There have been some attempts to quantify the number of affected women and girls, and women and girls at risk. Estimates for England, Wales and Scotland have been based on country of birth reported in the 2011 Census; these include estimated 137,000 women and girls with FGM living in England and Wales (MacFarlane & Dorkenoo, 2014) and 23, 979 members of potentially affected communities in Scotland (Baillot et al., 2014). These figures are not comparable as the Scottish estimate also includes men. While these figures can inform service developments, they should be taken with a degree of caution. Country of birth can be one indicator of risk, but prevalence rates of FGM commonly greatly vary between ethnic groups and geographical areas within these countries. Our findings also highlight that community pressure and the role of extended family in perpetuating FGM, and marriages between practising and non-practising communities mean mother’s FGM-status is also not always a clear indicator of risk for daughters. Most notably, existing figures do not take into account the influence of migration in the continuation of FGM. Research from UK and elsewhere in Europe has shown that migration and related factors (such as length of stay, social integration, reduced social pressure, access to information…) are influential in changing attitudes towards FGM. In addition to the risk of over-estimating prevalence, our evidence also suggests this can be under-estimated; our research identified several women with FGM from a country not included in the Scottish, or international UNICEF and WHO estimates for global prevalence rates.

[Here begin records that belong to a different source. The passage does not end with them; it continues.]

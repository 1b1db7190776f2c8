//! Raw-response extractors.
//!
//! One extractor exists per (marketplace × access method) pair. A
//! structured response is a direct serde field mapping; a markup
//! response walks ordered selector profiles until one yields, which
//! absorbs layout drift without touching calling code.

pub mod api;
pub mod markup;
pub mod text;

pub use api::ApiListingExtractor;
pub use markup::{MarkupListingExtractor, SelectorProfile};
pub use text::{parse_price_text, parse_sale_date};

use crate::error::FetchResult;
use crate::types::listing::RawListing;

/// Turns one marketplace's raw response body into normalized listings.
///
/// Extractors are pure: they never fetch, so they are tested with
/// canned response bodies and no network.
pub trait ListingExtractor: Send + Sync {
    /// Extract listings from a raw response body.
    ///
    /// An empty vector means the response was understood but carried
    /// no usable listings. An error means the shape itself was not
    /// recognized: for markup, that is the drift signal that a
    /// selector profile needs updating.
    fn extract(&self, raw: &str) -> FetchResult<Vec<RawListing>>;

    /// Extractor name (for logging/debugging).
    fn name(&self) -> &str {
        "unknown"
    }
}
//! Price-text and date-text normalization.
//!
//! Marketplaces render prices and dates for humans, not parsers:
//! currency symbols, thousands separators, locale prefixes ("US $"),
//! and half a dozen date layouts. Normalization happens here, once,
//! so every extractor shares the same rules.

use chrono::{DateTime, NaiveDate, NaiveDateTime, Utc};
use regex::Regex;
use std::sync::OnceLock;

/// Human-readable date layouts tried after the ISO forms, in order.
const DATE_FORMATS: &[&str] = &["%b %d, %Y", "%m/%d/%Y", "%Y-%m-%d", "%d %b %Y"];

fn price_pattern() -> &'static Regex {
    static PATTERN: OnceLock<Regex> = OnceLock::new();
    PATTERN.get_or_init(|| Regex::new(r"\d[\d,]*(?:\.\d+)?").expect("valid price pattern"))
}

/// Parse a displayed price into a positive number.
///
/// Strips currency symbols, thousands separators, and surrounding
/// noise before numeric parsing. `"$1,234.56"` parses to `1234.56`;
/// `"US $12.99"` parses to `12.99`. Text with no usable number returns
/// `None`: a listing whose price cannot be parsed is dropped, never
/// defaulted to zero.
pub fn parse_price_text(raw: &str) -> Option<f64> {
    let matched = price_pattern().find(raw)?;
    let cleaned = matched.as_str().replace(',', "");
    let price: f64 = cleaned.parse().ok()?;
    if price > 0.0 {
        Some(price)
    } else {
        None
    }
}

/// Parse a displayed sale date.
///
/// Tries, in order: RFC 3339 (with or without fractional seconds), a
/// bare ISO datetime, then the common human-readable layouts. Returns
/// `None` when nothing matches: the listing is still kept, just with
/// no reliable date for recency ordering.
pub fn parse_sale_date(raw: &str) -> Option<DateTime<Utc>> {
    let text = normalize_date_text(raw);
    if text.is_empty() {
        return None;
    }

    if let Ok(parsed) = DateTime::parse_from_rfc3339(text) {
        return Some(parsed.with_timezone(&Utc));
    }

    if let Ok(parsed) = NaiveDateTime::parse_from_str(text, "%Y-%m-%dT%H:%M:%S") {
        return Some(parsed.and_utc());
    }

    for format in DATE_FORMATS {
        if let Ok(parsed) = NaiveDate::parse_from_str(text, format) {
            return parsed.and_hms_opt(0, 0, 0).map(|dt| dt.and_utc());
        }
    }

    None
}

/// Strip marketplace labels ("Sold", "Sold Item") that prefix the date.
fn normalize_date_text(raw: &str) -> &str {
    let trimmed = raw.trim();
    trimmed
        .strip_prefix("Sold Item")
        .or_else(|| trimmed.strip_prefix("Sold"))
        .unwrap_or(trimmed)
        .trim_start_matches([' ', ':'])
        .trim()
}

#[cfg(test)]
mod tests {
    use super::*;
    use chrono::{Datelike, Timelike};

    #[test]
    fn test_parse_price_with_thousands_separator() {
        assert_eq!(parse_price_text("$1,234.56"), Some(1234.56));
    }

    #[test]
    fn test_parse_price_with_locale_prefix() {
        assert_eq!(parse_price_text("US $12.99"), Some(12.99));
    }

    #[test]
    fn test_parse_price_plain() {
        assert_eq!(parse_price_text("49.99"), Some(49.99));
        assert_eq!(parse_price_text("£20"), Some(20.0));
    }

    #[test]
    fn test_unparsable_price_is_dropped_not_zeroed() {
        assert_eq!(parse_price_text("Best Offer"), None);
        assert_eq!(parse_price_text(""), None);
        assert_eq!(parse_price_text("$0.00"), None);
    }

    #[test]
    fn test_parse_date_rfc3339_with_fraction() {
        let parsed = parse_sale_date("2025-07-14T18:03:21.512Z").unwrap();
        assert_eq!(parsed.year(), 2025);
        assert_eq!(parsed.minute(), 3);
    }

    #[test]
    fn test_parse_date_rfc3339_without_fraction() {
        let parsed = parse_sale_date("2025-07-14T18:03:21Z").unwrap();
        assert_eq!(parsed.day(), 14);
    }

    #[test]
    fn test_parse_date_human_formats() {
        assert_eq!(parse_sale_date("Oct 12, 2025").unwrap().month(), 10);
        assert_eq!(parse_sale_date("10/12/2025").unwrap().day(), 12);
        assert_eq!(parse_sale_date("2025-10-12").unwrap().year(), 2025);
        assert_eq!(parse_sale_date("12 Oct 2025").unwrap().month(), 10);
    }

    #[test]
    fn test_parse_date_with_sold_prefix() {
        let parsed = parse_sale_date("Sold  Oct 12, 2025").unwrap();
        assert_eq!(parsed.month(), 10);
    }

    #[test]
    fn test_unmatched_date_is_none() {
        assert_eq!(parse_sale_date("yesterday"), None);
        assert_eq!(parse_sale_date(""), None);
    }
}
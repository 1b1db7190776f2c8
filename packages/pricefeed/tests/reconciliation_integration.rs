//! End-to-end reconciliation tests over mock sources and strategies.
//!
//! No network: API responses and scrape results are scripted at the
//! strategy seam, so these exercise the real chain driver, aggregator,
//! and facade wiring.

use std::sync::Arc;

use async_trait::async_trait;

use pricefeed::error::FetchResult;
use pricefeed::testing::{listings_at, MockSource, MockTokenExchange};
use pricefeed::sources::EbayApiStrategy;
use pricefeed::{
    ClientCredentials, EbayConfig, EbaySource, FetchStrategy, PriceFeed, PriceQuery, RawListing,
    SignedPriceSource, SourceResult, StrategyChain, TokenAuthenticator,
};

/// A strategy with a fixed outcome, standing in for a live endpoint.
struct ScriptedStrategy {
    name: &'static str,
    listings: Vec<RawListing>,
}

#[async_trait]
impl FetchStrategy for ScriptedStrategy {
    async fn attempt(&self, query: &PriceQuery) -> FetchResult<Option<SourceResult>> {
        let result = SourceResult::from_listings("eBay", self.listings.clone())
            .map(|r| if query.include_sales { r } else { r.without_listings() });
        Ok(result)
    }

    fn name(&self) -> &str {
        self.name
    }
}

#[tokio::test]
async fn end_to_end_weighted_scenario() {
    // Structured API: $10, $10, $14. Scrape: $12 x 3. The aggregate is
    // the sample-weighted mean over all six sales.
    let api_listings = vec![
        RawListing::new("Vinyl Figure #57", 10.0, "eBay"),
        RawListing::new("Vinyl Figure #57", 10.0, "eBay"),
        RawListing::new("Vinyl Figure #57", 14.0, "eBay"),
    ];
    let feed = PriceFeed::builder()
        .source(MockSource::new("eBay").with_listings("Vinyl Figure", api_listings))
        .source(MockSource::new("Mercari").with_listings(
            "Vinyl Figure",
            listings_at("Vinyl Figure #57", 12.0, 3, "Mercari"),
        ))
        .build();

    let result = feed
        .fetch_average_price("Vinyl Figure", None, false)
        .await
        .expect("both sources contributed");

    assert_eq!(result.total_samples, 6);
    let expected = (10.0 * 2.0 + 14.0 + 12.0 * 3.0) / 6.0;
    assert!((result.average_price - expected).abs() < 1e-9);
    assert_eq!(
        result.combined_provenance,
        "eBay (3 sold), Mercari (3 sold)"
    );
    assert_eq!(result.trend_percent, 0.0);
    assert!(result.recent_sales.is_none());
}

#[tokio::test]
async fn detail_path_attaches_recent_sales() {
    let feed = PriceFeed::builder()
        .source(MockSource::new("eBay").with_listings(
            "Vinyl Figure",
            listings_at("Vinyl Figure #57", 24.0, 3, "eBay"),
        ))
        .build();

    let result = feed
        .fetch_average_price("Vinyl Figure", None, true)
        .await
        .unwrap();
    let sales = result.recent_sales.expect("detail path keeps sales");
    assert_eq!(sales.len(), 3);
}

#[tokio::test]
async fn rejected_credentials_fall_back_to_scraping() {
    // The token endpoint rejects the exchange, so the API strategy
    // reports a clean miss and the chain moves on to the scripted
    // scrape strategy: no error surfaces anywhere.
    let exchange = MockTokenExchange::rejecting(401);
    let exchange_calls = exchange.call_counter();
    let authenticator = Arc::new(TokenAuthenticator::new(
        exchange,
        Some(ClientCredentials::new("app-id", "bad-secret")),
    ));

    let api = EbayApiStrategy::new(EbayConfig::default(), authenticator);
    let scrape = ScriptedStrategy {
        name: "scrape",
        listings: listings_at("Vinyl Figure #57", 18.0, 2, "eBay"),
    };
    let source = EbaySource::from_chain(StrategyChain::new(vec![
        Box::new(api),
        Box::new(scrape),
    ]));

    let feed = PriceFeed::builder().source(source).build();
    let result = feed
        .fetch_average_price("Vinyl Figure", None, false)
        .await
        .expect("scrape fallback produced a price");

    assert_eq!(result.total_samples, 2);
    assert!((result.average_price - 18.0).abs() < 1e-9);
    assert_eq!(
        exchange_calls.load(std::sync::atomic::Ordering::SeqCst),
        1,
        "the API method was attempted before falling back"
    );
}

#[tokio::test]
async fn signed_check_vets_listing_titles() {
    let listings = vec![
        RawListing::new("Vinyl Figure #57 signed by Jane Doe, JSA", 120.0, "eBay"),
        RawListing::new("Vinyl Figure #57 autograph Jane Doe", 130.0, "eBay"),
        RawListing::new("Vinyl Figure #57 mint", 25.0, "eBay"),
    ];
    let source = EbaySource::from_chain(StrategyChain::new(vec![Box::new(ScriptedStrategy {
        name: "api",
        listings,
    })]));

    let check = source
        .fetch_signed("Vinyl Figure", "57", "Jane Doe", &["chase".to_string()])
        .await;

    assert!(check.found);
    assert!((check.price.unwrap() - 125.0).abs() < 1e-9);
    assert_eq!(check.provenance, "eBay (2 signed sold)");
}

#[tokio::test]
async fn signed_check_reports_not_found_over_generic_hits() {
    // Plenty of unsigned sales: the check must refuse to price the
    // signed variant off them.
    let source = EbaySource::from_chain(StrategyChain::new(vec![Box::new(ScriptedStrategy {
        name: "api",
        listings: listings_at("Vinyl Figure #57 mint in box", 25.0, 5, "eBay"),
    })]));

    let check = source.fetch_signed("Vinyl Figure", "57", "Jane Doe", &[]).await;

    assert!(!check.found);
    assert!(check.price.is_none());
}

#[tokio::test]
async fn trend_tracks_successive_lookups() {
    let source = MockSource::new("eBay")
        .with_listings("Vinyl Figure", listings_at("Vinyl Figure", 20.0, 1, "eBay"));
    // Fixture state is shared across clones, so the canned listings
    // can change between lookups.
    let fixtures = source.clone();
    let feed = PriceFeed::builder().source(source).build();

    let first = feed
        .fetch_average_price("Vinyl Figure", None, false)
        .await
        .unwrap();
    assert_eq!(first.trend_percent, 0.0);

    // Price moves to $25: +25.0% against the prior aggregate.
    let _ = fixtures.with_listings("Vinyl Figure", listings_at("Vinyl Figure", 25.0, 1, "eBay"));
    let second = feed
        .fetch_average_price("Vinyl Figure", None, false)
        .await
        .unwrap();
    assert_eq!(second.trend_percent, 25.0);
}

In addition to research, data recorded by authorities remains limited. 2019 Freedom of Information request found that the Scottish Government does not hold data on number of women protected, number of incidents prevented, number of women provided with support or number of arrests made since 2005[2]. NHS data shows that 745 women and girls with FGM were identified between April and June 2022 in England[3]. NHS data includes women with genital piercings[4]. In addition to limited data recording, figures are often poorly cited by media and politicians, with a frequent assumption that the number of affected women identified by authorities represents the number of women who have undergone FGM after migration to the UK, despite FGM most commonly taking place between the years of 0 and 15, and the increased international migration from countries where FGM is more prevalent.

 

What do we know about the background or characteristics of victims and perpetrators?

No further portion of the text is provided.